*Task details*
Your job is to copy the lines from the material that include "impl".

*Material supplied*
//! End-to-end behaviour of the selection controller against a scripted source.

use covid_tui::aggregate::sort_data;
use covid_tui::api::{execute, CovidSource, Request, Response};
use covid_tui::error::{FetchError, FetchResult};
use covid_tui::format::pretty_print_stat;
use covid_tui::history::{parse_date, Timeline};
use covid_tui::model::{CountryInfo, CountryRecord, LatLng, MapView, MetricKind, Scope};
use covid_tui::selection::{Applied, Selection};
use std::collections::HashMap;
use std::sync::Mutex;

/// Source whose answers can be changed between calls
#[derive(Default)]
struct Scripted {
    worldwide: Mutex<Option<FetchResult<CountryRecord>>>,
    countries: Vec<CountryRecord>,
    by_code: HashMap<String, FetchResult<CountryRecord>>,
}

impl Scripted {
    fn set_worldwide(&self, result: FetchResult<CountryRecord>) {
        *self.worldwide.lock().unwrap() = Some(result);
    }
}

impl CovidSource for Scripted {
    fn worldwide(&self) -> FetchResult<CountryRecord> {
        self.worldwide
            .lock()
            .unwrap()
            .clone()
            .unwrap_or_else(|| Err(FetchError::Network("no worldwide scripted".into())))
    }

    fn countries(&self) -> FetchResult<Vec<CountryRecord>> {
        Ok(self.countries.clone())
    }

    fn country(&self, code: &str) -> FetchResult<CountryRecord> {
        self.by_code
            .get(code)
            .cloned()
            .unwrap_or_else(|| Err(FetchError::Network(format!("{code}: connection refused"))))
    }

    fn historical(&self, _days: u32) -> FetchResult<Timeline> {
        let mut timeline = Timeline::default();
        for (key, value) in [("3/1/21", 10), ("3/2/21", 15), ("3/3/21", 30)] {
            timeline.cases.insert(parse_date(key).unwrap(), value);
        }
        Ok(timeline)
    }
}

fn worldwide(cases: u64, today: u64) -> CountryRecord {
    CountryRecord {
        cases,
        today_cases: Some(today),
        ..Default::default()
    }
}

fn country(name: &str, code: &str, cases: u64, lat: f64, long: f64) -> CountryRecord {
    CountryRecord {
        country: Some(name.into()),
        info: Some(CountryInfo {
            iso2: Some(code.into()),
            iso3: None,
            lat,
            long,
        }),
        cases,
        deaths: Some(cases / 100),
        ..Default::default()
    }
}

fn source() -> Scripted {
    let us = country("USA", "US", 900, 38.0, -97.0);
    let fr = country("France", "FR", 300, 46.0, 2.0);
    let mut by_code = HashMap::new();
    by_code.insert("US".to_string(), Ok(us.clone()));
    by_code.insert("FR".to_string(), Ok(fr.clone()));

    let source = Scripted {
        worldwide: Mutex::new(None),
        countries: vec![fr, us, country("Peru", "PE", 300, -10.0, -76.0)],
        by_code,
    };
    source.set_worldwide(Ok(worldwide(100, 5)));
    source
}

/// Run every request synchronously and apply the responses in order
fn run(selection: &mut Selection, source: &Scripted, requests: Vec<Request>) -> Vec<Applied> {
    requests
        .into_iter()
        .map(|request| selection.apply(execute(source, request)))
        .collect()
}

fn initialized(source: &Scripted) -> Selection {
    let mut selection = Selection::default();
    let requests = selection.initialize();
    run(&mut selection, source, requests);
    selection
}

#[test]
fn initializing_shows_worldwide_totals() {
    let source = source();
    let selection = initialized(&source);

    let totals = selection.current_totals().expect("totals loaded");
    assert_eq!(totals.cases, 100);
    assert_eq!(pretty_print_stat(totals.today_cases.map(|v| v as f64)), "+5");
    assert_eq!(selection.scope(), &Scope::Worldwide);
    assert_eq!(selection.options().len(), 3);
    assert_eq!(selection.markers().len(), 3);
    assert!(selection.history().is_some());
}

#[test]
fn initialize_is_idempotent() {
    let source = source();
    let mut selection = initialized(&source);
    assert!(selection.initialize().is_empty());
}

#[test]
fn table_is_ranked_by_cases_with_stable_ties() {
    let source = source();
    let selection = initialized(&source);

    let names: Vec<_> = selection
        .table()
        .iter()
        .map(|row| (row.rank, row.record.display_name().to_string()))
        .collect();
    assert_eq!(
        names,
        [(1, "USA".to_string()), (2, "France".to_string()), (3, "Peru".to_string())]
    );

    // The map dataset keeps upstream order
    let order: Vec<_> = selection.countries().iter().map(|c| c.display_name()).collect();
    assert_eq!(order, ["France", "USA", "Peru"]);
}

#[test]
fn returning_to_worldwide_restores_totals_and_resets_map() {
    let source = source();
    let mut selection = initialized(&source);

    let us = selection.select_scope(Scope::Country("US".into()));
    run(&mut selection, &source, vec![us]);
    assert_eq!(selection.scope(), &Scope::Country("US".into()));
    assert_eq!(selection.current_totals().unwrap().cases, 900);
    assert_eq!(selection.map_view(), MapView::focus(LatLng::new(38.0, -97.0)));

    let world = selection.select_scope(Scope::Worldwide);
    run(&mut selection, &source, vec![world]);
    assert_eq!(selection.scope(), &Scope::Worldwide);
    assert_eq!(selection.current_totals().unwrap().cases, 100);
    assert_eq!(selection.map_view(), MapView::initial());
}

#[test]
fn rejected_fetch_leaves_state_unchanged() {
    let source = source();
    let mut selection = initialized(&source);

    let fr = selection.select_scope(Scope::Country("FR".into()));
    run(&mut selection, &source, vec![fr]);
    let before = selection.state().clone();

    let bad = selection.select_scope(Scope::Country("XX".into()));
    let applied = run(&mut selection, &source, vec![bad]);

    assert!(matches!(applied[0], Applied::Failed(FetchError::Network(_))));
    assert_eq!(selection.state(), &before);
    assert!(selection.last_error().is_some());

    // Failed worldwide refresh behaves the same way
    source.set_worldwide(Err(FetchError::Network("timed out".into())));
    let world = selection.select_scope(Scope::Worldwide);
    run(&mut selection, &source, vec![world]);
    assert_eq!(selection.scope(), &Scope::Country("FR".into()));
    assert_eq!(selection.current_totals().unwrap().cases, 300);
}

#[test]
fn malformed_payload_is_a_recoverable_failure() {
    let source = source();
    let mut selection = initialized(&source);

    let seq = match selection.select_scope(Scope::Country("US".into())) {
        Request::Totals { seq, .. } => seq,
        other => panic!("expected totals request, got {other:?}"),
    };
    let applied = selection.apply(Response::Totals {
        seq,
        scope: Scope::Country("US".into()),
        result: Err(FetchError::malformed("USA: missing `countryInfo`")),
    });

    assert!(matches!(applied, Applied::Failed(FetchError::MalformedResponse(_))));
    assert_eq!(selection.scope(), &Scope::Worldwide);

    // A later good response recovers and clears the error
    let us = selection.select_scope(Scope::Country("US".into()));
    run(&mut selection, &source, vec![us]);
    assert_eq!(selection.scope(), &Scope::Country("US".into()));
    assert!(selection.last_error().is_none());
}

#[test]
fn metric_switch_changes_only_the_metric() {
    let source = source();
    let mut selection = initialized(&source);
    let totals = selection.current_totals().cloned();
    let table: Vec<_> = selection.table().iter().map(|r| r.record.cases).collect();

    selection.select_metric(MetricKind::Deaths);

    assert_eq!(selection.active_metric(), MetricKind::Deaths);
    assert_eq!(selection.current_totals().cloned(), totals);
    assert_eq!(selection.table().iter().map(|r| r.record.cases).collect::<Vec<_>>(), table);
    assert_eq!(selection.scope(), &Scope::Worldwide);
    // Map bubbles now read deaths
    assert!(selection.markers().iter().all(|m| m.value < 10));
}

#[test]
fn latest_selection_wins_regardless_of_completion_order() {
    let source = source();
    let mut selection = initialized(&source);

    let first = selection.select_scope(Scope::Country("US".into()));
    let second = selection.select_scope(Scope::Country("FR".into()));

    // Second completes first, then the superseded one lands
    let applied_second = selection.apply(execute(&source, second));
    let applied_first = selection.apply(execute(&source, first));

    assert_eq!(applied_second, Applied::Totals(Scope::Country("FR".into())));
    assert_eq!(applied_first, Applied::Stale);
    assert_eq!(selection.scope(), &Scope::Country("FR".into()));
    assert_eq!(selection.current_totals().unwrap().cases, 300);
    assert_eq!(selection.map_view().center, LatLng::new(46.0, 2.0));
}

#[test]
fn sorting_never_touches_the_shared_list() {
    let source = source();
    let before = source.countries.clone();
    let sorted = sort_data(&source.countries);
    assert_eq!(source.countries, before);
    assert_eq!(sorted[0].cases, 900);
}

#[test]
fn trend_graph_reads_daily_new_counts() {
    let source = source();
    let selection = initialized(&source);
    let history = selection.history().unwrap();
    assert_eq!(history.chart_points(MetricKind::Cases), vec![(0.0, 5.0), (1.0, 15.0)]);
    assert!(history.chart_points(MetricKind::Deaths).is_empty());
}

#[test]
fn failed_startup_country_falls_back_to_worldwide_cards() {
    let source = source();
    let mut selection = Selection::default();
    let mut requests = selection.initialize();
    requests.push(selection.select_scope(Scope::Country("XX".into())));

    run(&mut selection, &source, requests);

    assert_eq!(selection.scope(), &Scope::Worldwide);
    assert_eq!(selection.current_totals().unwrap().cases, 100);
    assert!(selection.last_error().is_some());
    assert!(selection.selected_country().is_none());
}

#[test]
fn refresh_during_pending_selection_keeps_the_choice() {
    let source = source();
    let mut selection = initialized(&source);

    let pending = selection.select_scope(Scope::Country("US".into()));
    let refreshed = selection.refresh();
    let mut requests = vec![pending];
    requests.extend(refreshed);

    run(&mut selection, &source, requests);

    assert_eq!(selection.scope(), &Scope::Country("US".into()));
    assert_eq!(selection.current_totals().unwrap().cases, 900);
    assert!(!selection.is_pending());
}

*Problem solution*
impl Scripted {
impl CovidSource for Scripted {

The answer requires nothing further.